Here's a picture o madelineusher on what was to be her first day of senior year at high school. Unfortunately, she fell prey to a stomach bug on the way in, and had to turn around and head home. Fortunately, it seems to have passed, so she'll have another shot at her first day tomorrow.
We watched Kurosawa's film Kagemusha last night. I had seen it previously, but it was 25 years ago; neither laurellady nor madelineusher had seen it before. It was even better than I remembered it, and we were all crying at the end. I can't recommend this film highly enough. Among its many other merits, the cinematography is just astonishing; shot after shot made me lose track of the plot as I drank in the sheer beauty of what I was seeing on the screen. We watched it in Japanese with English subtitles, with madelineusher providing a running commentary on nuances of language and culture she noticed which the subtitles didn't capture. I've been picking up bits and pieces of Japanese from her as she has been learning the language in school, and I had one of those breakthrough moments in language acquisition last night when I, too, noticed a mismatch between the dialog and the corresponding subtitles. Mine was tiny -- a character exclaimed "What?!" ("Nani?!") in the audio before asking a question about surprising news, but that didn't appear in the subtitles -- but I was inordinately proud of myself nonetheless. I'm very pleased that I got at least some of my dad's knack for languages.

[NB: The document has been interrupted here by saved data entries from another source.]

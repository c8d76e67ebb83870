// src/lib.rs

use std::sync::Arc;

// Re-export commonly used types
pub use ethers_core::types::{Address, H256, U256};

// Re-export modules
pub mod abi;
pub mod config;
pub mod mcp;
pub mod token;
pub mod utils;
pub mod wallet;

/// Application state shared across all request handlers
#[derive(Clone)]
pub struct AppState {
    /// Application configuration
    pub config: config::Config,
    /// ERC1155 operations over the token registry and wallet client
    pub service: Arc<token::Erc1155Service>,
}
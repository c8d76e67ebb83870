// src/wallet/mod.rs

pub mod evm;
pub use evm::EvmWalletClient;

use async_trait::async_trait;
use ethers_core::abi::Token;
use ethers_core::types::{Address, Bytes, H256};
use thiserror::Error;

/// The chain a wallet client is currently operating on.
#[derive(Debug, Clone, Copy, PartialEq, Eq)]
pub struct Chain {
    pub id: u64,
}

/// A view call against a contract with a fixed function signature.
#[derive(Debug, Clone)]
pub struct ReadCall {
    pub address: Address,
    /// Canonical signature, e.g. `balanceOf(address,uint256)`
    pub function: &'static str,
    pub args: Vec<Token>,
}

/// A state-changing call against a contract with a fixed function signature.
#[derive(Debug, Clone)]
pub struct TransactionCall {
    pub to: Address,
    pub function: &'static str,
    pub args: Vec<Token>,
}

#[derive(Debug, Error)]
pub enum WalletClientError {
    #[error("could not resolve '{identifier}': {reason}")]
    Resolution { identifier: String, reason: String },
    #[error("rpc error: {0}")]
    Rpc(String),
    #[error("no signer configured; set TX_PRIVATE_KEY to enable write operations")]
    NoSigner,
    #[error("signing failed: {0}")]
    Signing(String),
    #[error("transport error: {0}")]
    Transport(#[from] reqwest::Error),
}

impl WalletClientError {
    pub fn resolution(identifier: &str, reason: impl Into<String>) -> Self {
        Self::Resolution {
            identifier: identifier.to_string(),
            reason: reason.into(),
        }
    }
}

/// Gateway to a chain account: address resolution plus generic contract
/// read/write execution. Implementations own key material and transport;
/// callers never see either.
#[async_trait]
pub trait WalletClient: Send + Sync {
    /// The chain this client is connected to.
    fn get_chain(&self) -> Chain;

    /// Resolve a 0x address or a human-readable name to a canonical address.
    async fn resolve_address(&self, identifier: &str) -> Result<Address, WalletClientError>;

    /// Execute a view call and return the raw ABI-encoded return data.
    async fn read(&self, call: ReadCall) -> Result<Bytes, WalletClientError>;

    /// Sign and broadcast a state-changing call, returning the transaction hash.
    async fn send_transaction(&self, call: TransactionCall) -> Result<H256, WalletClientError>;
}
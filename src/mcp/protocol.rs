// src/mcp/protocol.rs

use serde::{Deserialize, Serialize};
use serde_json::Value;

/// JSON-RPC 2.0 request as received over stdio or HTTP.
#[derive(Debug, Clone, Serialize, Deserialize)]
pub struct Request {
    #[serde(default = "default_jsonrpc")]
    pub jsonrpc: String,
    #[serde(default)]
    pub id: Value,
    pub method: String,
    #[serde(default)]
    pub params: Option<Value>,
}

#[derive(Debug, Serialize, Deserialize)]
pub struct Response {
    pub jsonrpc: String,
    pub id: Value,
    #[serde(skip_serializing_if = "Option::is_none")]
    pub result: Option<Value>,
    #[serde(skip_serializing_if = "Option::is_none")]
    pub error: Option<ErrorObject>,
}

#[derive(Debug, Serialize, Deserialize)]
pub struct ErrorObject {
    pub code: i32,
    pub message: String,
}

fn default_jsonrpc() -> String {
    "2.0".to_string()
}

impl Request {
    /// Requests without an id are notifications and get no response.
    pub fn is_notification(&self) -> bool {
        self.id.is_null()
    }
}

impl Response {
    pub fn success(id: Value, result: Value) -> Self {
        Self {
            jsonrpc: "2.0".to_string(),
            id,
            result: Some(result),
            error: None,
        }
    }

    pub fn error(id: Value, code: i32, message: String) -> Self {
        Self {
            jsonrpc: "2.0".to_string(),
            id,
            result: None,
            error: Some(ErrorObject { code, message }),
        }
    }
}

// Standard JSON-RPC error codes
pub mod error_codes {
    pub const PARSE_ERROR: i32 = -32700;
    pub const INVALID_REQUEST: i32 = -32600;
    pub const METHOD_NOT_FOUND: i32 = -32601;
    pub const INVALID_PARAMS: i32 = -32602;
    pub const INTERNAL_ERROR: i32 = -32603;
}
//! # Ragmate Gateway
//!
//! The host-facing HTTP surface: upload, delete, list, and search endpoints
//! over the knowledge-base core. Maps each tagged core error to an HTTP
//! status and a human-readable message; internals (raw bodies, orphaned
//! resource ids) go to the log, never into a response.

pub mod routes;
pub mod server;

pub use server::{serve, AppState};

madelineusher got her latest AP test scores in the mail yesterday: US History: 5 Calculus B/C: 5 Chemistry: 4
She almost backed out of taking the calculus test because she didn't feel prepared for it. I guess she picked up that "I'm a fraud" gene from me...sorry, kid. These scores, combined with her previous 5/5/4 triplet from last summer, qualify her as an "AP Scholar with Distinction", the highest category you can get based on AP scores that doesn't narrow down to a single individual per state/gender combination. And I thought we were getting a lot of mail from colleges before... Now the white-knuckle wait is to see whether she makes it into the upper tier of the National Merit Scholar program. That would unlock a whole lot of college scholarship money, which would be of great help sending her somewhere with ivy rather than aluminum siding on the walls. Meanwhile, in non-family news, attendance for my "Gnostic Boot Camp" session at LVX last night was gratifyingly large. After a couple of years when no more than half a dozen people showed up for these, suddenly we're packing the room every month. I guess persistence pays off. The discussion (concerning the Collects of the Gnostic Mass) was extremely productive and a lot of fun. It's amazing how refreshing doing the actual work can be after a few days of reading rants on LJ. Tonight I'm going to go see A Scanner Darkly with anubis75 and lady_saffir. I love the book, so I'm praying the movie lives up to it. Reviewers I trust have been praising it, so I'm optimistic. I'll post a review tomorrow.